Ophélia Jeanneret a pris les rênes du Service sport santé UNIL+EPFL il y a 16 mois. Ses objectifs sont désormais clairement définis dans la stratégie de développement sur 15 ans qu’elle vient de présenter. Points forts ? La promotion du mouvement pour l’ensemble de la communauté, le renforcement du sport d’élite et la volonté de disposer d’une nouvelle salle high-tech.
« Un travail comme celui-là comporte d’importants enjeux en termes stratégiques », nous confiait Ophélia Jeanneret lors de sa nomination à la tête du Service sport santé UNIL+EPFL en novembre 2022. Et ses ambitions se concrétisent. La cheffe des sports vient en effet de dévoiler un concept de développement novateur pour les 15 prochaines années. Le Plan directeur sport santé UNIL+EPFL – Horizon 2036 présente ainsi les intentions de l’EPFL et de l’UNIL de devenir des institutions de référence en matière d’innovation aux niveaux cantonal, national et international. Quels sont les points clés de ce plan ? Qu’est-ce que cela implique pour tous les membres de la communauté ? Interview.

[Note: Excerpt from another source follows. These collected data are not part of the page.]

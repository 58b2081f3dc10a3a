//! Detection session: the single owner of all client-side state
//!
//! The preview image, the threshold field and the reconciler live here and are
//! only changed through the methods below. A dispatch is split into
//! prepare / send / apply so that the network call does not borrow the
//! session and several dispatches may be in flight at once.

use crate::config::ClientConfig;
use crate::error::Result;
use crate::image::{read_image, SelectedImage};
use crate::reconciler::{Completion, DetectionState, DispatchTicket, Reconciler};
use crate::request::{DetectionRequest, DetectionResponse, DetectionResult};
use crate::threshold::{ThresholdEdit, ThresholdField};
use crate::transport::{DetectionService, HttpDetectionService};
use std::path::Path;
use std::sync::Arc;
use tracing::info;

/// A dispatch that passed the precondition check and holds its request
#[derive(Debug, Clone)]
pub struct PendingDispatch {
    ticket: DispatchTicket,
    request: DetectionRequest,
}

impl PendingDispatch {
    pub fn ticket(&self) -> DispatchTicket {
        self.ticket
    }

    /// Perform the call. Never fails; the outcome is carried to [`DetectionSession::apply`].
    pub async fn send<S: DetectionService + ?Sized>(self, service: &S) -> CompletedDispatch {
        let outcome = service.detect(&self.request).await;
        CompletedDispatch {
            ticket: self.ticket,
            outcome,
        }
    }
}

/// A finished call waiting to be reconciled
#[derive(Debug)]
pub struct CompletedDispatch {
    ticket: DispatchTicket,
    outcome: Result<DetectionResponse>,
}

/// Snapshot of both display regions
#[derive(Debug, Clone, PartialEq)]
pub struct SessionView {
    pub preview: Option<String>,
    pub threshold_text: String,
    pub threshold: f64,
    pub state: DetectionState,
    pub annotated_image: Option<String>,
    pub person_count: Option<u64>,
    pub failure_count: u64,
}

pub struct DetectionSession<S: DetectionService> {
    service: Arc<S>,
    config: ClientConfig,
    selected_image: Option<SelectedImage>,
    threshold: ThresholdField,
    reconciler: Reconciler,
}

impl DetectionSession<HttpDetectionService> {
    /// Session talking to the configured HTTP endpoint
    pub fn from_config(config: ClientConfig) -> Result<Self> {
        let service = HttpDetectionService::from_config(&config)?;
        Ok(Self::new(service, config))
    }
}

impl<S: DetectionService> DetectionSession<S> {
    pub fn new(service: S, config: ClientConfig) -> Self {
        let threshold = ThresholdField::new(config.default_threshold, config.threshold_policy);
        Self {
            service: Arc::new(service),
            config,
            selected_image: None,
            threshold,
            reconciler: Reconciler::new(),
        }
    }

    pub fn service(&self) -> Arc<S> {
        Arc::clone(&self.service)
    }

    pub fn config(&self) -> &ClientConfig {
        &self.config
    }

    pub fn selected_image(&self) -> Option<&SelectedImage> {
        self.selected_image.as_ref()
    }

    pub fn threshold(&self) -> &ThresholdField {
        &self.threshold
    }

    pub fn state(&self) -> DetectionState {
        self.reconciler.state()
    }

    pub fn result(&self) -> Option<&DetectionResult> {
        self.reconciler.result()
    }

    /// Read the chosen file and make it the selected image.
    ///
    /// Returns `false` when no file was chosen. A new selection replaces the
    /// previous one wholesale and leaves any displayed result alone.
    pub async fn select_image(&mut self, path: Option<&Path>) -> Result<bool> {
        match read_image(path, self.config.max_image_bytes).await? {
            Some(image) => {
                info!("Selected {} image ({} base64 chars)", image.mime(), image.payload_len());
                self.selected_image = Some(image);
                Ok(true)
            }
            None => Ok(false),
        }
    }

    /// Select an already-encoded image
    pub fn set_image(&mut self, image: SelectedImage) {
        self.selected_image = Some(image);
    }

    pub fn edit_threshold(&mut self, raw: &str) -> ThresholdEdit {
        self.threshold.edit(raw)
    }

    /// Check the precondition, build the request and move to `Pending`.
    ///
    /// Without a selected image nothing changes and no request exists.
    pub fn prepare_dispatch(&mut self) -> Result<PendingDispatch> {
        let request = DetectionRequest::build(self.selected_image.as_ref(), &self.threshold)?;
        let ticket = self.reconciler.begin();
        Ok(PendingDispatch { ticket, request })
    }

    pub fn apply(&mut self, completed: CompletedDispatch) -> Completion {
        self.reconciler.complete(completed.ticket, completed.outcome)
    }

    /// Prepare, send and apply one dispatch.
    ///
    /// Only the precondition error is returned as `Err`; transport failures
    /// come back as [`Completion::Failed`].
    pub async fn dispatch(&mut self) -> Result<Completion> {
        let pending = self.prepare_dispatch()?;
        let service = self.service();
        let completed = pending.send(service.as_ref()).await;
        Ok(self.apply(completed))
    }

    pub fn view(&self) -> SessionView {
        let result = self.reconciler.result();
        SessionView {
            preview: self.selected_image.as_ref().map(|i| i.as_data_uri().to_string()),
            threshold_text: self.threshold.text().to_string(),
            threshold: self.threshold.value(),
            state: self.reconciler.state(),
            annotated_image: result.map(|r| r.annotated_image.clone()),
            person_count: result.map(|r| r.person_count),
            failure_count: self.reconciler.failure_count(),
        }
    }
}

Vous êtes à la tête du Service sport santé UNIL+EPFL (SSUE) depuis environ 16 mois. Un premier bilan ?
Ophélia Jeanneret : L’expérience a été incroyablement enrichissante. Il était impératif de poursuivre ce qui avait été mis en place et de le clarifier davantage. Le besoin était réel de donner des mots à ce que les gens faisaient depuis longtemps déjà, en particulier avec le plan directeur. Nous n’avons pas révolutionné les choses, mais nous avons plutôt continué sur la lancée de ce que Pierre Pfefferlé, ancien directeur des sports, avait initié. Cependant, nous avons réussi à formaliser et structurer précisément nos actions dans ce plan. Nous avons également renforcé la dimension managériale de manière significative en clarifiant les responsabilités des collaboratrices et des collaborateurs. Nous leur avons redonné une vision claire de leurs missions respectives, ce qui a représenté une transformation interne significative. Prendre le temps de réaliser ces ajustements était essentiel pour être plus efficaces dans nos futures propositions à tous les niveaux.
Vous avez récemment rajouté le terme « santé » à la dénomination du Service des sports. Qu’est-ce que ça change fondamentalement ?

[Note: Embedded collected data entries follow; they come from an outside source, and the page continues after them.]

//! humanscan-client: client side of a remote human-detection service
//!
//! Encodes a chosen image as a data URI, pairs it with a confidence threshold,
//! posts it to the detection endpoint and reconciles the answer (an annotated
//! PNG and a person count) with the session's displayed state.

pub mod config;
pub mod error;
pub mod image;
pub mod reconciler;
pub mod request;
pub mod session;
pub mod threshold;
pub mod transport;

pub use config::{ClientConfig, ThresholdPolicy, DEFAULT_ENDPOINT};
pub use error::{DetectError, ErrorClass, Result};
pub use image::SelectedImage;
pub use reconciler::{Completion, DetectionState, DispatchTicket};
pub use request::{DetectionRequest, DetectionResponse, DetectionResult};
pub use session::{DetectionSession, SessionView};
pub use threshold::{ThresholdEdit, ThresholdField};
pub use transport::{DetectionService, HttpDetectionService};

Nous nous concentrons vraiment sur le sport et la santé sans en faire trop. Nous avons la capacité de couvrir tous les aspects. D’une part, nous nous consacrons pleinement au sport, incluant le domaine de l’élite avec ses réglementations et ses compétitions. D’autre part, nous valorisons également le lien entre le sport et la santé, en prônant l’activité physique et le mouvement pour toutes et tous. Notre mission consiste également à travailler avec la jeunesse. Nous avons de nombreux athlètes dans le sport d’élite. Notre objectif est de les former au sport de haut niveau, mais aussi en matière de santé, en leur offrant une véritable éducation à la performance en santé durable. Pour nous, former des athlètes en bonne santé implique de leur enseigner l’importance de l’aspect global, comprenant l’efficience motrice, la nutrition, la psychologie du sport, la récupération et, bien sûr, la santé physique et mentale. Cela s’appelle le Projet 360°.

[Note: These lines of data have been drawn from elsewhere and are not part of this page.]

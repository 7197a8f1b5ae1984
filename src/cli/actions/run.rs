use crate::cli::{
    actions::{api, web, Action},
    telemetry,
};
use anyhow::Result;

/// Execute the provided action.
/// # Errors
/// Returns an error if the action fails.
pub async fn execute(action: Action) -> Result<()> {
    let result = match action {
        Action::Api(args) => api::execute(args).await,
        Action::Web(args) => web::execute(args).await,
    };

    telemetry::shutdown_tracer();

    result
}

À propos de santé mentale, comment allez-vous entourer les athlètes ? Avec des psychologues ? Des coachs ?
Nous sommes en train de finaliser un partenariat, notamment avec l’Issul, (Institut des sciences du sport de l’Université de Lausanne) où nous trouvons les compétences nécessaires. Notre objectif, en ce qui concerne la santé mentale, est de développer des services allant du terrain de jeu à la recherche en psychologie du sport. Nous considérons ces domaines comme des axes thématiques forts. C’est un moyen clair de nous positionner en tant qu’interface entre la pratique et le monde académique. Cela implique d’offrir des services de qualité tout en garantissant un suivi scientifique rigoureux des projets et des services que nous proposons.
Quels nouveaux programmes allez-vous proposer aux membres de la communauté et aux sportifs d’élite ?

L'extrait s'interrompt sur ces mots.